Un altro esempio, la Germania, con l’annuncio di un applauditissimo aiuto di 500 milioni di euro a tutti gli operatori culturali previa richiesta online. Tutti in Italia ad invidiare il sistema tedesco che in realtà non fa altro che ridurre la creatività ad un lavoro generico e che non è affatto atto a promuovere la scienza artistica. Alla base dell’arte ci deve essere una scelta che è anche politica: scrittori, musicisti, pittori precisi di cui i politici devono cioè fare i nomi, e con cui devono giustificare la loro politica, artisti dei quali coltivare e organizzare il pensiero a livello sociale. Purtroppo o per fortuna, in Germania quanto in Italia, e ovunque la politica eviterà accuratamente di scegliere gli artisti e gli scienziati la cui ricerca dovrebbe essere alla base dei programmi politici e dei nostri governi: la conoscenza, l’arte, è e resterà clandestina. Alla stregua cioè delle attività criminali.

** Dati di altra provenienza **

//! Scope chain and dotted-path resolution.
//!
//! A [`Scope`] is one context frame: local bindings, an optional wrapped
//! host value, and a borrowed parent. Child frames borrow their parent, so
//! the chain always points toward the session root and is never mutated
//! while it is being read.
//!
//! Resolution of `a.b.c`:
//!
//! 1. The first component is looked up in the frame's locals, then in its
//!    host value (by kind). If neither has it, the parent frame resolves
//!    the whole path, still on behalf of the original requesting frame.
//! 2. Each later component is looked up in the value the previous one
//!    produced. There is no parent fallback past the first component.
//! 3. A component yielding [`Resolved::Absent`] or [`Resolved::Empty`]
//!    stops resolution; the rest of the path is never looked at.

use std::collections::BTreeMap;

use crate::object::AccessorCache;
use crate::value::Value;

/// Outcome of resolving a path.
#[derive(Debug, Clone, PartialEq)]
pub enum Resolved {
    Value(Value),
    /// A list-typed member that holds nothing.
    Empty,
    Absent,
}

impl Resolved {
    pub fn into_value(self) -> Option<Value> {
        match self {
            Resolved::Value(value) => Some(value),
            Resolved::Empty | Resolved::Absent => None,
        }
    }

    pub fn is_absent(&self) -> bool {
        matches!(self, Resolved::Absent)
    }

    fn settled(value: Value) -> Resolved {
        value.settle().map_or(Resolved::Absent, Resolved::Value)
    }
}

/// Result of looking one name up in a single frame.
enum Step {
    Found(Value),
    Absent,
    Empty,
    /// Not here; the parent may have it.
    Missing,
}

/// One context frame.
#[derive(Debug)]
pub struct Scope<'a> {
    locals: BTreeMap<String, Value>,
    host: Option<Value>,
    parent: Option<&'a Scope<'a>>,
    accessors: &'a AccessorCache,
}

impl<'a> Scope<'a> {
    /// Session root wrapping `host`.
    pub fn root(host: impl Into<Value>, accessors: &'a AccessorCache) -> Self {
        Scope {
            locals: BTreeMap::new(),
            host: Some(host.into()),
            parent: None,
            accessors,
        }
    }

    /// Session root with no host value.
    pub fn empty(accessors: &'a AccessorCache) -> Self {
        Scope {
            locals: BTreeMap::new(),
            host: None,
            parent: None,
            accessors,
        }
    }

    /// A frame whose parent is `self`.
    pub fn child(&self, host: Option<Value>) -> Scope<'_> {
        Scope {
            locals: BTreeMap::new(),
            host,
            parent: Some(self),
            accessors: self.accessors,
        }
    }

    /// Add a local binding. Locals shadow the host value.
    pub fn bind(mut self, name: impl Into<String>, value: impl Into<Value>) -> Self {
        self.locals.insert(name.into(), value.into());
        self
    }

    pub fn parent(&self) -> Option<&Scope<'a>> {
        self.parent
    }

    pub fn host(&self) -> Option<&Value> {
        self.host.as_ref()
    }

    pub fn local(&self, name: &str) -> Option<&Value> {
        self.locals.get(name)
    }

    pub fn accessors(&self) -> &'a AccessorCache {
        self.accessors
    }

    /// Number of frames from here to the root, inclusive.
    pub fn depth(&self) -> usize {
        1 + self.parent.map_or(0, |parent| parent.depth())
    }

    /// Resolve a dotted path. `.` is the innermost host value.
    pub fn resolve(&self, path: &str) -> Resolved {
        if path == "." {
            return self.implicit();
        }
        let components: Vec<&str> = path.split('.').collect();
        self.resolve_from(&components, self)
    }

    fn resolve_from(&self, components: &[&str], origin: &Scope<'_>) -> Resolved {
        let Some((first, rest)) = components.split_first() else {
            return Resolved::Absent;
        };
        match self.step(first, origin) {
            Step::Found(value) => descend(value, rest, origin),
            Step::Absent => Resolved::Absent,
            Step::Empty => Resolved::Empty,
            Step::Missing => match self.parent {
                Some(parent) => parent.resolve_from(components, origin),
                None => Resolved::Absent,
            },
        }
    }

    fn step(&self, name: &str, origin: &Scope<'_>) -> Step {
        if let Some(value) = self.locals.get(name) {
            return Step::Found(value.clone());
        }
        match &self.host {
            Some(host) => lookup(host, name, origin),
            None => Step::Missing,
        }
    }

    fn implicit(&self) -> Resolved {
        let mut current = Some(self);
        while let Some(scope) = current {
            if let Some(host) = &scope.host {
                return Resolved::settled(host.clone());
            }
            current = scope.parent;
        }
        Resolved::Absent
    }
}

/// Walk the remaining components through transient frames that wrap each
/// intermediate value and have no parent.
fn descend(mut value: Value, rest: &[&str], origin: &Scope<'_>) -> Resolved {
    for component in rest {
        value = match lookup(&value, component, origin) {
            Step::Found(next) => next,
            Step::Empty => return Resolved::Empty,
            Step::Absent | Step::Missing => return Resolved::Absent,
        };
    }
    Resolved::settled(value)
}

/// Look `name` up in a host value, by kind.
fn lookup(host: &Value, name: &str, origin: &Scope<'_>) -> Step {
    match host {
        Value::Deferred(deferred) => match deferred.wait() {
            Some(value) => lookup(&value, name, origin),
            None => Step::Missing,
        },
        Value::Map(map) => map.get(name).cloned().map_or(Step::Missing, Step::Found),
        Value::List(items) => index(name)
            .and_then(|i| items.get(i))
            .cloned()
            .map_or(Step::Missing, Step::Found),
        Value::Node(node) => {
            let child = match node {
                serde_json::Value::Object(members) => members.get(name),
                serde_json::Value::Array(items) => index(name).and_then(|i| items.get(i)),
                _ => None,
            };
            match child {
                None | Some(serde_json::Value::Null) => Step::Missing,
                Some(child) => Step::Found(Value::from_node(child.clone())),
            }
        }
        Value::Object(object) => {
            let Some(accessor) = origin.accessors.resolve(object.as_ref(), name) else {
                tracing::trace!(member = name, host = object.type_name(), "no such member");
                return Step::Missing;
            };
            match accessor.read(object.as_ref(), origin) {
                Some(Value::List(items)) if items.is_empty() && accessor.is_iterable() => {
                    Step::Empty
                }
                Some(value) => Step::Found(value),
                None if accessor.is_iterable() => Step::Empty,
                None => Step::Absent,
            }
        }
        Value::Bool(_) | Value::Int(_) | Value::Float(_) | Value::Str(_) => Step::Missing,
    }
}

fn index(component: &str) -> Option<usize> {
    component.parse().ok()
}

#[cfg(test)]
mod tests {
    use super::*;
    use crate::deferred::Deferred;
    use crate::object::{Lookup, MemberTable};
    use serde_json::json;
    use std::collections::BTreeMap;
    use std::sync::atomic::{AtomicUsize, Ordering};
    use std::sync::Arc;

    fn map(entries: &[(&str, Value)]) -> Value {
        Value::Map(
            entries
                .iter()
                .map(|(k, v)| (k.to_string(), v.clone()))
                .collect::<BTreeMap<_, _>>(),
        )
    }

    #[test]
    fn locals_shadow_host() {
        let accessors = AccessorCache::new();
        let scope = Scope::root(map(&[("x", Value::from("host"))]), &accessors).bind("x", "local");
        assert_eq!(scope.resolve("x"), Resolved::Value(Value::from("local")));
    }

    #[test]
    fn missing_names_fall_back_to_parent() {
        let accessors = AccessorCache::new();
        let root = Scope::root(map(&[("title", Value::from("Home"))]), &accessors);
        let child = root.child(Some(Value::from("item")));
        assert_eq!(child.resolve("title"), Resolved::Value(Value::from("Home")));
        assert_eq!(child.depth(), 2);
    }

    #[test]
    fn unresolved_path_is_absent() {
        let accessors = AccessorCache::new();
        let scope = Scope::root(map(&[]), &accessors);
        assert!(scope.resolve("missing").is_absent());
        assert!(scope.resolve("missing.deeper").is_absent());
    }

    #[test]
    fn dotted_paths_descend_without_parent_fallback() {
        let accessors = AccessorCache::new();
        let root = Scope::root(map(&[("b", Value::from("from root"))]), &accessors);
        let child = root.child(Some(map(&[("a", map(&[]))])));
        // `a` is found on the child, so `b` is looked up on `a` only.
        assert!(child.resolve("a.b").is_absent());
    }

    #[test]
    fn document_nodes_unwrap_leaves_and_skip_nulls() {
        let accessors = AccessorCache::new();
        let root = Scope::root(map(&[("name", Value::from("outer"))]), &accessors);
        let doc = json!({"user": {"name": "Ada", "admin": true}, "name": null, "tags": ["x", "y"]});
        let child = root.child(Some(Value::Node(doc)));

        assert_eq!(child.resolve("user.name"), Resolved::Value(Value::from("Ada")));
        assert_eq!(child.resolve("user.admin"), Resolved::Value(Value::Bool(true)));
        assert_eq!(child.resolve("tags.1"), Resolved::Value(Value::from("y")));
        // Null children fall through to the parent frame.
        assert_eq!(child.resolve("name"), Resolved::Value(Value::from("outer")));
    }

    #[test]
    fn list_components_index() {
        let accessors = AccessorCache::new();
        let scope = Scope::root(map(&[("items", Value::from(vec!["a", "b"]))]), &accessors);
        assert_eq!(scope.resolve("items.0"), Resolved::Value(Value::from("a")));
        assert!(scope.resolve("items.9").is_absent());
        assert!(scope.resolve("items.first").is_absent());
    }

    #[test]
    fn implicit_path_is_innermost_host() {
        let accessors = AccessorCache::new();
        let root = Scope::root("outer", &accessors);
        let bare = root.child(None);
        assert_eq!(bare.resolve("."), Resolved::Value(Value::from("outer")));
        let item = bare.child(Some(Value::from(3)));
        assert_eq!(item.resolve("."), Resolved::Value(Value::Int(3)));
        assert!(Scope::empty(&accessors).resolve(".").is_absent());
    }

    #[test]
    fn deferred_hosts_and_values_are_awaited() {
        let accessors = AccessorCache::new();
        let host = Deferred::spawn(|| map(&[("status", Value::from(Deferred::ready("ok")))]));
        let scope = Scope::root(host, &accessors);
        assert_eq!(scope.resolve("status"), Resolved::Value(Value::from("ok")));
    }

    #[test]
    fn dropped_deferred_resolves_absent() {
        let accessors = AccessorCache::new();
        let (completer, deferred) = Deferred::channel();
        drop(completer);
        let scope = Scope::root(map(&[("later", Value::from(deferred))]), &accessors);
        assert!(scope.resolve("later").is_absent());
    }

    static INNER_READS: AtomicUsize = AtomicUsize::new(0);

    struct Inner;

    impl Lookup for Inner {
        fn members(table: MemberTable<Self>) -> MemberTable<Self> {
            table.method("c", |_| {
                INNER_READS.fetch_add(1, Ordering::SeqCst);
                "deep"
            })
        }
    }

    struct Outer {
        present: Option<Arc<Inner>>,
        absent: Option<Arc<Inner>>,
        history: Option<Vec<String>>,
        greeting: &'static str,
    }

    impl Lookup for Outer {
        fn members(table: MemberTable<Self>) -> MemberTable<Self> {
            table
                .field("present", |o| o.present.clone())
                .field("absent", |o| o.absent.clone())
                .field("history", |o| o.history.clone())
                .context_method("greet", |o, scope| {
                    let who = scope
                        .local("who")
                        .map(|v| v.to_text().into_owned())
                        .unwrap_or_default();
                    format!("{} {}", o.greeting, who)
                })
        }
    }

    fn outer() -> Value {
        Value::object(Outer {
            present: Some(Arc::new(Inner)),
            absent: None,
            history: None,
            greeting: "hello",
        })
    }

    #[test]
    fn absent_member_short_circuits_the_path() {
        let accessors = AccessorCache::new();
        let scope = Scope::root(map(&[("a", outer())]), &accessors);

        let before = INNER_READS.load(Ordering::SeqCst);
        assert!(scope.resolve("a.absent.c").is_absent());
        assert_eq!(INNER_READS.load(Ordering::SeqCst), before);

        assert_eq!(scope.resolve("a.present.c"), Resolved::Value(Value::from("deep")));
        assert_eq!(INNER_READS.load(Ordering::SeqCst), before + 1);
    }

    #[test]
    fn empty_list_member_is_the_empty_marker() {
        let accessors = AccessorCache::new();
        let scope = Scope::root(outer(), &accessors);
        assert_eq!(scope.resolve("history"), Resolved::Empty);
        assert_eq!(scope.resolve("history.0"), Resolved::Empty);
    }

    #[test]
    fn context_methods_see_the_requesting_frame() {
        let accessors = AccessorCache::new();
        let root = Scope::root(outer(), &accessors);
        let child = root.child(Some(map(&[]))).bind("who", "world");
        assert_eq!(child.resolve("greet"), Resolved::Value(Value::from("hello world")));
    }

    #[test]
    fn unknown_member_falls_back_to_parent() {
        let accessors = AccessorCache::new();
        let root = Scope::root(map(&[("title", Value::from("T"))]), &accessors);
        let child = root.child(Some(outer()));
        assert_eq!(child.resolve("title"), Resolved::Value(Value::from("T")));
    }

    #[test]
    fn resolution_never_mutates_ancestors() {
        let accessors = AccessorCache::new();
        let root = Scope::root(map(&[("x", Value::from(1))]), &accessors);
        {
            let child = root.child(None).bind("x", 2);
            assert_eq!(child.resolve("x"), Resolved::Value(Value::Int(2)));
        }
        assert_eq!(root.resolve("x"), Resolved::Value(Value::Int(1)));
        assert!(root.local("x").is_none());
    }
}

Ma il mondo reietto della ricerca ha avuto una piccola rivincita con la visita a sorpresa qualche giorno fa del Presidente Macron a Marsiglia, dopo un’accorata mobilitazione di esperti dietro al mitico Professor Raoult. Esperto in malattie infettive e ricercatore, Raoult incarna con la sua clinica l’IHU l’efficacia del trattamento a più basso costo che per ora esista per curare i pazienti affetti da coronavirus. Un protocollo che abbina due molecole Clorochina e Azitromicina al quale il governo francese preferisce un costosissimo trattamento preconizzato addirittura per decreto e rivelatosi inefficace dai test. Un vero fallimento economico, ma anche culturale se notiamo che il protocollo del professor Raoult è anche quello della Cina.

Con il tour scientifico last minute di Macron, si è visto il potere improvvisare troppo tardi, nel momento dell’urgenza e in barba alla quarantena, una visita (pur se di facciata) a vari centri di ricerca francesi. È esattamente quello che il potere senza una direzione culturale – quindi scientifica – crede di avere il privilegio di fare: poter optare estemporaneamente e in balia degli interessi del momento per la strada più vantaggiosa. Un’illusione catastrofica.

Artisti della stoffa e dall’esperienza del Dr. Raoult ci sono, anche e soprattutto in Italia, ma la guerra è arrivata senza un progetto Manhattan: non un politico e di fatto non un museo ha preventivamente voluto reclutare quegli artisti che hanno già inventato il vaccino anti-isolamento e aspettano solo di poter produrre. Ma quale democrazia già arresa e in quarantena sarebbe pronta a schierarsi contro i Paesi esportatori di mascherine, respiratori e altri rimedi intermediari?